I have those marks on my passenger side rear door from an assclown at the airport that hit my car. After a good cleaning I know they are there but it's not as noticeable.
 
#3 ·
So do they have to bondo or fill the scratch with something? I imagine that's what's necessary because it's indented. I was wondering if I wouldn't have to repaint the whole thing because it was just repainted. Wouldn't it make it easy to blend the paint because of that? I don't know.
 
#5 ·
I had an estimate on a similarly small dent on my trunk. $400-500. They have to fix the dent a repaint the entire piece in order to do it right.

Luckily I didn't scratch my paint and I know a good a PDR guy. He fixed it like new for a couple hundred bucks.
 
#6 ·
Jesus ...$500?

With all of 1,000 miles on the odo, I backed my car into a concrete barrier (poor visibility in dimly-lit parking garage). I creased the bumper, ripped a small piece of plastic and cracked the chrome trim piece at the bottom of the rear bumper. I took it to a place near Chicago that charged me all of $90 for the touch-up / fix.

No, it wasn't show quality ...but from anything greater than 6" away, you'd never know I'd had anything done. You should be able to find someone that can doo a good job with airbrush touches or something similar.
 
#7 ·
traubenberg said:
Jesus ...$500?

With all of 1,000 miles on the odo, I backed my car into a concrete barrier (poor visibility in dimly-lit parking garage). I creased the bumper, ripped a small piece of plastic and cracked the chrome trim piece at the bottom of the rear bumper. I took it to a place near Chicago that charged me all of $90 for the touch-up / fix.

No, it wasn't show quality ...but from anything greater than 6" away, you'd never know I'd had anything done. You should be able to find someone that can doo a good job with airbrush touches or something similar.
I hear where you're comming from, and it depends on how anal you are about the damage.

Its the difference between fixing it like it never happened and doing your best to minimize the blemish.

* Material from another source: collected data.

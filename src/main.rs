//! senecovid - COVID-19 Senegal reporting dashboard
//!
//! One linear pass per invocation: fetch the remote case CSV, aggregate it
//! into cumulative series and breakdowns, derive the scalar indicators, and
//! hand everything to a presenter. Nothing is cached or persisted between
//! invocations.

mod analysis;
mod charts;
mod data;
mod report;

use anyhow::Context;
use tracing::info;
use tracing_subscriber::EnvFilter;

use data::CaseLoader;
use report::{ConsolePresenter, Presenter};

const DATA_URL: &str =
    "https://raw.githubusercontent.com/maelfabien/COVID-19-Senegal/master/COVID_Senegal.csv";
const CHART_DIR: &str = "charts";

fn main() -> anyhow::Result<()> {
    tracing_subscriber::fmt()
        .with_env_filter(EnvFilter::try_from_default_env().unwrap_or_else(|_| EnvFilter::new("info")))
        .init();

    let records = CaseLoader::new(DATA_URL)
        .load()
        .context("loading case data")?;
    let report = report::build_report(&records).context("building dashboard report")?;
    info!(days = report.daily.len(), "report computed");

    ConsolePresenter::new(CHART_DIR)
        .present(&report)
        .context("rendering dashboard")?;
    Ok(())
}
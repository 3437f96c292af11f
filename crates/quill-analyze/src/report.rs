use quill_core::{Document, SeoReport};

use crate::keyword::keyword_density;
use crate::text::word_count;

/// Natural-language findings over the same thresholds as the score rubric.
/// Each dimension emits exactly one finding - an issue with a paired
/// recommendation, or a good-practice note - in stable order: title, meta
/// description, keyword presence, keyword in title, keyword density, content
/// length, image.
pub fn build_report(doc: &Document, plain_text: &str) -> SeoReport {
    let mut report = SeoReport::default();

    let title_length = doc.seo_title().chars().count();
    if title_length < 30 {
        report
            .issues
            .push("SEO title is too short (less than 30 characters)".to_string());
        report
            .recommendations
            .push("Consider expanding your title to 30-60 characters".to_string());
    } else if title_length > 60 {
        report
            .issues
            .push("SEO title is too long (more than 60 characters)".to_string());
        report
            .recommendations
            .push("Shorten your title to under 60 characters".to_string());
    } else {
        report
            .good_practices
            .push("SEO title length is optimal".to_string());
    }

    let meta = doc.meta_description();
    if meta.is_empty() {
        report.issues.push("Meta description is missing".to_string());
        report
            .recommendations
            .push("Add a compelling meta description (120-160 characters)".to_string());
    } else if meta.chars().count() < 120 {
        report
            .issues
            .push("Meta description is too short".to_string());
        report
            .recommendations
            .push("Expand meta description to 120-160 characters".to_string());
    } else if meta.chars().count() > 160 {
        report.issues.push("Meta description is too long".to_string());
        report
            .recommendations
            .push("Shorten meta description to under 160 characters".to_string());
    } else {
        report
            .good_practices
            .push("Meta description length is optimal".to_string());
    }

    if !doc.has_focus_keyword() {
        report.issues.push("No focus keyword set".to_string());
        report
            .recommendations
            .push("Set a focus keyword to optimize this post".to_string());
    } else {
        let kw = doc.focus_keyword.to_lowercase();
        if !doc.seo_title().to_lowercase().contains(&kw) {
            report
                .issues
                .push("Focus keyword not found in title".to_string());
            report
                .recommendations
                .push("Include your focus keyword in the title".to_string());
        } else {
            report
                .good_practices
                .push("Focus keyword found in title".to_string());
        }

        let words = word_count(plain_text);
        if words > 0 {
            let density = keyword_density(plain_text, words, &doc.focus_keyword);
            if density < 0.5 {
                report
                    .issues
                    .push("Focus keyword density is too low".to_string());
                report.recommendations.push(
                    "Use your focus keyword more frequently (aim for 0.5-2.5% density)"
                        .to_string(),
                );
            } else if density > 2.5 {
                report
                    .issues
                    .push("Focus keyword density is too high (keyword stuffing)".to_string());
                report
                    .recommendations
                    .push("Reduce focus keyword usage to avoid keyword stuffing".to_string());
            } else {
                report
                    .good_practices
                    .push("Focus keyword density is optimal".to_string());
            }
        }
    }

    if word_count(plain_text) < 300 {
        report
            .issues
            .push("Content is too short for good SEO".to_string());
        report
            .recommendations
            .push("Aim for at least 300 words of quality content".to_string());
    } else {
        report
            .good_practices
            .push("Content length is good for SEO".to_string());
    }

    if !doc.has_image() {
        report.issues.push("No featured image set".to_string());
        report
            .recommendations
            .push("Add a featured image to improve social sharing".to_string());
    } else {
        report
            .good_practices
            .push("Featured image is set".to_string());
    }

    report
}
use quill_core::{Document, Severity, ValidationIssue};

use crate::text::{strip_html, word_count};

fn error(message: &str) -> ValidationIssue {
    ValidationIssue {
        severity: Severity::Error,
        message: message.to_string(),
    }
}

fn warning(message: &str) -> ValidationIssue {
    ValidationIssue {
        severity: Severity::Warning,
        message: message.to_string(),
    }
}

/// Severity-tagged checklist for editors and audit tooling. Same thresholds
/// as the rubric, but an undersized title is an error here while an
/// oversized one only warns.
pub fn validate_requirements(doc: &Document) -> Vec<ValidationIssue> {
    let mut issues = Vec::new();

    let title_length = doc.seo_title().chars().count();
    if title_length < 30 {
        issues.push(error("SEO title is too short (less than 30 characters)"));
    } else if title_length > 60 {
        issues.push(warning("SEO title is too long (more than 60 characters)"));
    }

    let meta = doc.meta_description();
    if meta.is_empty() {
        issues.push(error("Meta description is missing"));
    } else if meta.chars().count() < 120 {
        issues.push(warning("Meta description is too short"));
    } else if meta.chars().count() > 160 {
        issues.push(warning("Meta description is too long"));
    }

    if !doc.has_focus_keyword() {
        issues.push(warning("No focus keyword set"));
    }

    if word_count(&strip_html(&doc.content_html)) < 300 {
        issues.push(warning(
            "Content is too short for optimal SEO (less than 300 words)",
        ));
    }

    if !doc.has_image() {
        issues.push(warning("No featured image set"));
    }

    issues
}
use axum::{
    extract::State,
    response::Json,
    routing::{get, post},
    Router,
};
use quill_analyze::{slug, SeoAnalyzer};
use quill_core::{Document, SiteConfig};
use serde::Deserialize;
use std::sync::Arc;
use tower_http::cors::CorsLayer;
use tracing::info;

pub struct ApiState {
    pub site: SiteConfig,
}

pub fn api_router(state: Arc<ApiState>) -> Router {
    Router::new()
        .route("/api/analyze", post(analyze_handler))
        .route("/api/score", post(score_handler))
        .route("/api/slug-suggestions", post(slug_handler))
        .route("/health", get(health_handler))
        .layer(CorsLayer::permissive())
        .with_state(state)
}

async fn health_handler() -> Json<serde_json::Value> {
    Json(serde_json::json!({
        "status": "ok",
        "service": "quill-api"
    }))
}

/// Full analysis for the editor UI: score, per-analyzer detail, and the
/// issue checklist in one envelope.
async fn analyze_handler(
    State(state): State<Arc<ApiState>>,
    Json(doc): Json<Document>,
) -> Json<serde_json::Value> {
    let analysis = SeoAnalyzer::new(&state.site, &doc).analyze();
    info!(slug = %doc.slug, score = analysis.score, "analyze request");
    let seo_issues = analysis.report.clone();
    Json(serde_json::json!({
        "success": true,
        "analysis": analysis,
        "seo_issues": seo_issues,
    }))
}

/// Score only, for save hooks that persist the integer.
async fn score_handler(
    State(state): State<Arc<ApiState>>,
    Json(doc): Json<Document>,
) -> Json<serde_json::Value> {
    let analysis = SeoAnalyzer::new(&state.site, &doc).analyze();
    Json(serde_json::json!({
        "success": true,
        "score": analysis.score,
    }))
}

#[derive(Deserialize)]
struct SlugSuggestionBody {
    title: String,
    #[serde(default)]
    existing: Vec<String>,
}

async fn slug_handler(Json(body): Json<SlugSuggestionBody>) -> Json<serde_json::Value> {
    let suggestions = slug::slug_suggestions(&body.title, &body.existing);
    Json(serde_json::json!({
        "success": true,
        "suggestions": suggestions,
    }))
}

pub async fn run_api(
    bind: &str,
    port: u16,
    site: SiteConfig,
) -> Result<(), Box<dyn std::error::Error>> {
    let state = Arc::new(ApiState { site });
    let router = api_router(state);

    let addr = format!("{}:{}", bind, port);
    let listener = tokio::net::TcpListener::bind(&addr).await?;
    info!("API server listening on {}", addr);
    axum::serve(listener, router).await?;
    Ok(())
}
use quill_core::QuillResult;
use url::Url;

#[derive(Debug, Clone, Copy, PartialEq, Eq)]
pub enum CheckStatus {
    Pass,
    Fail,
    Warning,
}

impl CheckStatus {
    pub fn label(&self) -> &'static str {
        match self {
            CheckStatus::Pass => "pass",
            CheckStatus::Fail => "fail",
            CheckStatus::Warning => "warning",
        }
    }
}

#[derive(Debug, Clone)]
pub struct TechnicalCheck {
    pub name: String,
    pub status: CheckStatus,
    pub description: String,
}

/// Technical SEO checks against a live site: crawler files reachable and
/// HTTPS in use. Network failures downgrade to a failed check, never an
/// error for the caller.
pub async fn technical_checks(base_url: &str) -> QuillResult<Vec<TechnicalCheck>> {
    let base = base_url.trim_end_matches('/');
    let client = reqwest::Client::builder()
        .user_agent("quill/0.1")
        .timeout(std::time::Duration::from_secs(5))
        .build()?;

    let mut checks = Vec::new();
    checks.push(fetch_check(&client, "Robots.txt", &format!("{}/robots.txt", base)).await);
    checks.push(fetch_check(&client, "XML Sitemap", &format!("{}/sitemap.xml", base)).await);

    let is_https = Url::parse(base_url)
        .map(|u| u.scheme() == "https")
        .unwrap_or(false);
    checks.push(TechnicalCheck {
        name: "HTTPS".to_string(),
        status: if is_https {
            CheckStatus::Pass
        } else {
            CheckStatus::Warning
        },
        description: if is_https {
            "Site is using HTTPS".to_string()
        } else {
            "Site should use HTTPS for better security and SEO".to_string()
        },
    });

    Ok(checks)
}

async fn fetch_check(client: &reqwest::Client, name: &str, url: &str) -> TechnicalCheck {
    match client.get(url).send().await {
        Ok(resp) if resp.status().is_success() => TechnicalCheck {
            name: name.to_string(),
            status: CheckStatus::Pass,
            description: format!("{} is accessible", name),
        },
        Ok(resp) => TechnicalCheck {
            name: name.to_string(),
            status: CheckStatus::Fail,
            description: format!("{} returned HTTP {}", name, resp.status().as_u16()),
        },
        Err(_) => TechnicalCheck {
            name: name.to_string(),
            status: CheckStatus::Fail,
            description: format!("Unable to access {}", name),
        },
    }
}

When you dent the trunk like that, regardless of whether you scratch the paint, the light is going to refract differently off of the dent and it will be noticable from certain distances and angles no matter how you paint it. You can try to hide it, and can probably do a damn good job at it, but its not going to dissapear as if it never happened. Also, when you use touch up paint, the older that temporary fix gets, the more noticable it will become because of the fact that the touch up paint will age much faster than the factory paint job. That means you have to keep touching that area up to hide the damage. So, while you can hide it fairly well for next to nothing, you can't make it go away for next to nothing.

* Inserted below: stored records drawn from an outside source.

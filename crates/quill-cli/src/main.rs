mod api;
mod check;
mod config;
mod posts;

use std::path::PathBuf;

use clap::{Parser, Subcommand};
use quill_analyze::{text, SeoAnalyzer};
use quill_audit::{export, summary};
use quill_core::{Severity, SiteConfig};
use tracing::warn;

#[derive(Parser)]
#[command(name = "quill")]
#[command(about = "Analyze and score blog content for on-page SEO")]
struct Cli {
    #[command(subcommand)]
    command: Commands,
}

#[derive(Subcommand)]
enum Commands {
    /// Analyze posts and print per-post findings
    Analyze {
        #[arg(help = "Post JSON files or directories of them")]
        paths: Vec<PathBuf>,
        #[arg(short = 'f', long, default_value = "quill.toml", help = "Path to config file")]
        config: String,
        #[arg(long, default_value_t = 0, help = "Only include posts scoring at least this")]
        min_score: u32,
        #[arg(long, default_value_t = 100, help = "Only include posts scoring at most this")]
        max_score: u32,
    },
    /// Site-wide audit: metrics, distribution, recommendations
    Audit {
        paths: Vec<PathBuf>,
        #[arg(short = 'f', long, default_value = "quill.toml")]
        config: String,
    },
    /// Export per-post SEO data as CSV
    Export {
        paths: Vec<PathBuf>,
        #[arg(short, long, default_value = "seo_export.csv")]
        output: String,
        #[arg(short = 'f', long, default_value = "quill.toml")]
        config: String,
    },
    /// Print head tags and JSON-LD for a single post
    Meta {
        path: PathBuf,
        #[arg(short = 'f', long, default_value = "quill.toml")]
        config: String,
    },
    /// Serve the analysis API for editor integrations
    Serve {
        #[arg(short = 'f', long, default_value = "quill.toml")]
        config: String,
    },
    /// Technical checks against a live site
    Check {
        #[arg(help = "Base URL of the site to check")]
        base_url: String,
    },
}

#[tokio::main]
async fn main() {
    tracing_subscriber::fmt()
        .with_env_filter(
            tracing_subscriber::EnvFilter::try_from_default_env()
                .unwrap_or_else(|_| "quill=info".into()),
        )
        .init();

    let cli = Cli::parse();

    let result = match cli.command {
        Commands::Analyze {
            paths,
            config,
            min_score,
            max_score,
        } => run_analyze(paths, &config, min_score, max_score),
        Commands::Audit { paths, config } => run_audit(paths, &config),
        Commands::Export {
            paths,
            output,
            config,
        } => run_export(paths, &output, &config),
        Commands::Meta { path, config } => run_meta(path, &config),
        Commands::Serve { config: config_path } => {
            match config::QuillConfig::from_file(&config_path) {
                Ok(cfg) => run_serve(cfg).await,
                Err(e) => Err(format!("failed to load config {}: {}", config_path, e).into()),
            }
        }
        Commands::Check { base_url } => run_check(&base_url).await,
    };

    if let Err(e) = result {
        eprintln!("error: {}", e);
        std::process::exit(1);
    }
}

/// Site constants from the config file, or defaults when it is absent.
fn load_site(config_path: &str) -> SiteConfig {
    match config::QuillConfig::from_file(config_path) {
        Ok(cfg) => cfg.site(),
        Err(e) => {
            warn!("config {} not loaded ({}), using defaults", config_path, e);
            SiteConfig::default()
        }
    }
}

fn run_analyze(
    paths: Vec<PathBuf>,
    config_path: &str,
    min_score: u32,
    max_score: u32,
) -> Result<(), Box<dyn std::error::Error>> {
    let site = load_site(config_path);
    let docs = posts::load_documents(&paths)?;

    println!("Analyzing {} posts...", docs.len());

    let mut analyzed = 0usize;
    let mut total_score = 0u64;
    let mut issue_count = 0usize;

    for doc in &docs {
        let analyzer = SeoAnalyzer::new(&site, doc);
        let result = analyzer.analyze();
        if result.score < min_score || result.score > max_score {
            continue;
        }
        analyzed += 1;
        total_score += u64::from(result.score);

        println!("\n--- {} ---", doc.title);
        println!("SEO Score: {}/100", result.score);
        println!("Word Count: {}", result.basic.word_count);
        println!(
            "Reading Time: {}",
            text::reading_time_display(analyzer.reading_time_minutes())
        );

        if !result.keyword.focus_keyword.is_empty() {
            println!("Focus Keyword: {}", result.keyword.focus_keyword);
            println!("Keyword Density: {}%", result.keyword.density_percent);
        }

        println!(
            "Readability: {} (Flesch: {})",
            result.readability.level.label(),
            result.readability.flesch_ease
        );

        if !result.report.issues.is_empty() {
            println!("\nIssues:");
            for issue in &result.report.issues {
                println!("  - {}", issue);
                issue_count += 1;
            }
        }
        if !result.report.recommendations.is_empty() {
            println!("\nRecommendations:");
            for rec in &result.report.recommendations {
                println!("  - {}", rec);
            }
        }
        if !result.report.good_practices.is_empty() {
            println!("\nGood Practices:");
            for practice in &result.report.good_practices {
                println!("  - {}", practice);
            }
        }
    }

    let average = if analyzed > 0 {
        total_score as f64 / analyzed as f64
    } else {
        0.0
    };
    println!("\n=== SUMMARY ===");
    println!("Posts analyzed: {}", analyzed);
    println!("Average SEO score: {:.1}/100", average);
    println!("Total issues found: {}", issue_count);

    Ok(())
}

fn run_audit(paths: Vec<PathBuf>, config_path: &str) -> Result<(), Box<dyn std::error::Error>> {
    let site = load_site(config_path);
    let docs = posts::load_documents(&paths)?;
    let scored = quill_audit::score_posts(&site, &docs);
    let summary = summary::site_summary(&scored);

    println!("=== SEO AUDIT REPORT ===\n");
    println!("BASIC METRICS:");
    println!("Total posts: {}", summary.total_posts);
    println!("Average SEO score: {:.1}/100", summary.average_score);
    println!("Score distribution:");
    let pct = |n: usize| n as f64 / summary.total_posts.max(1) as f64 * 100.0;
    println!(
        "  Excellent (90-100): {} ({:.1}%)",
        summary.excellent,
        pct(summary.excellent)
    );
    println!("  Good (80-89): {} ({:.1}%)", summary.good, pct(summary.good));
    println!(
        "  Needs work (60-79): {} ({:.1}%)",
        summary.needs_improvement,
        pct(summary.needs_improvement)
    );
    println!("  Poor (<60): {} ({:.1}%)", summary.poor, pct(summary.poor));

    println!("\nCOMMON ISSUES:");
    let missing_meta = summary.total_posts - summary.with_meta_description;
    let missing_keywords = summary.total_posts - summary.with_focus_keyword;
    let missing_images = summary.total_posts - summary.with_featured_image;
    if missing_meta > 0 {
        println!("Missing meta descriptions: {}", missing_meta);
    }
    if missing_keywords > 0 {
        println!("Missing focus keywords: {}", missing_keywords);
    }
    if missing_images > 0 {
        println!("Missing featured images: {}", missing_images);
    }
    if summary.titles_too_short > 0 {
        println!("Titles too short (<30 chars): {}", summary.titles_too_short);
    }
    if summary.titles_too_long > 0 {
        println!("Titles too long (>60 chars): {}", summary.titles_too_long);
    }
    if summary.duplicate_titles > 0 {
        println!("Duplicate titles: {}", summary.duplicate_titles);
    }
    if summary.duplicate_meta_descriptions > 0 {
        println!(
            "Duplicate meta descriptions: {}",
            summary.duplicate_meta_descriptions
        );
    }

    let mut errors = 0usize;
    let mut warnings = 0usize;
    for doc in &docs {
        for issue in quill_analyze::validate::validate_requirements(doc) {
            match issue.severity {
                Severity::Error => errors += 1,
                Severity::Warning => warnings += 1,
            }
        }
    }
    println!("\nVALIDATION:");
    println!("Errors: {}", errors);
    println!("Warnings: {}", warnings);

    let keywords = summary::keyword_stats(&scored);
    if keywords.total_keywords > 0 {
        println!("\nKEYWORDS:");
        println!("Distinct focus keywords: {}", keywords.total_keywords);
        for (keyword, count) in keywords.top.iter().take(5) {
            println!("  {} ({})", keyword, count);
        }
        if !keywords.cannibalized.is_empty() {
            println!("Keyword cannibalization:");
            for (keyword, count) in &keywords.cannibalized {
                println!("  {} targeted by {} posts", keyword, count);
            }
        }
    }

    let recommendations = summary::site_recommendations(&summary);
    if !recommendations.is_empty() {
        println!("\nRECOMMENDATIONS:");
        for rec in &recommendations {
            println!("[{:?}] {}", rec.priority, rec.title);
            println!("  {}", rec.description);
            println!("  {}", rec.action);
        }
    }

    let mut critical: Vec<_> = scored.iter().filter(|p| p.score < 50).collect();
    critical.sort_by_key(|p| p.score);
    if !critical.is_empty() {
        println!("\nPOSTS NEEDING IMMEDIATE ATTENTION:");
        for post in critical.iter().take(10) {
            println!("  - {} (Score: {})", post.title, post.score);
        }
    }

    Ok(())
}

fn run_export(
    paths: Vec<PathBuf>,
    output: &str,
    config_path: &str,
) -> Result<(), Box<dyn std::error::Error>> {
    let site = load_site(config_path);
    let docs = posts::load_documents(&paths)?;
    let scored = quill_audit::score_posts(&site, &docs);
    let csv = export::export_csv(&scored);
    std::fs::write(output, csv)?;
    println!("SEO data exported to {}", output);
    Ok(())
}

fn run_meta(path: PathBuf, config_path: &str) -> Result<(), Box<dyn std::error::Error>> {
    let site = load_site(config_path);
    let docs = posts::load_documents(&[path])?;
    for doc in &docs {
        let breadcrumbs = vec![
            ("Home".to_string(), "/".to_string()),
            ("Blog".to_string(), "/blog/".to_string()),
            (doc.title.clone(), format!("/blog/{}/", doc.slug)),
        ];
        let head = serde_json::json!({
            "meta": quill_meta::tags::basic_meta(doc, &site),
            "og": quill_meta::tags::og_meta(doc, &site),
            "twitter": quill_meta::tags::twitter_meta(doc, &site),
            "json_ld": {
                "article": quill_meta::schema::article_schema(doc, &site),
                "organization": quill_meta::schema::organization_schema(&site),
                "breadcrumbs": quill_meta::schema::breadcrumb_schema(&breadcrumbs, &site),
            },
        });
        println!("{}", serde_json::to_string_pretty(&head)?);
    }
    Ok(())
}

async fn run_serve(cfg: config::QuillConfig) -> Result<(), Box<dyn std::error::Error>> {
    let site = cfg.site();
    let (bind, port) = match &cfg.api {
        Some(api) => (api.bind.clone(), api.port),
        None => ("127.0.0.1".to_string(), 3001),
    };
    api::run_api(&bind, port, site).await
}

async fn run_check(base_url: &str) -> Result<(), Box<dyn std::error::Error>> {
    println!("checking {} ...", base_url);
    let checks = check::technical_checks(base_url).await?;
    for c in &checks {
        println!("  [{}] {} - {}", c.status.label(), c.name, c.description);
    }
    let failed = checks
        .iter()
        .filter(|c| c.status == check::CheckStatus::Fail)
        .count();
    if failed > 0 {
        println!("\n{} of {} checks failed", failed, checks.len());
    }
    Ok(())
}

To make it go away, it will be $400-500 (at least in my area) because to get a professional blend on the paint they will need to paint the entire rear portion of the trunk, if not the whole thing. That involves prep, debadging, filling, clear coat, etc. Its the pait job that takes up the majority of that $500. When I dented my trunk, I took it to two reputable body shops. One quoted me $400, and the other $500. Both the body shops said the dent was too big for PDR.


What they didn't know was that the guy I hired to do the PDR work was a genius, and perfectionist to boot. He was working on the car for about an hour after I couldn't see the dent anymore. He was breaking down how the light refracts off of the "orange peel" qualities of the paint and if you don't get it just right you will be able to tell it was damaged from certain angles. But he said that if you scratch the paint, he reccomended a traditional fix because its the paint repair that costs the most money. Because the PDR work is more costly than filling the dent, PDR is only economical if there is no paint damage. So, if you scratch the paint, you either have to touch it up and live with it, or go balls out and fix it right.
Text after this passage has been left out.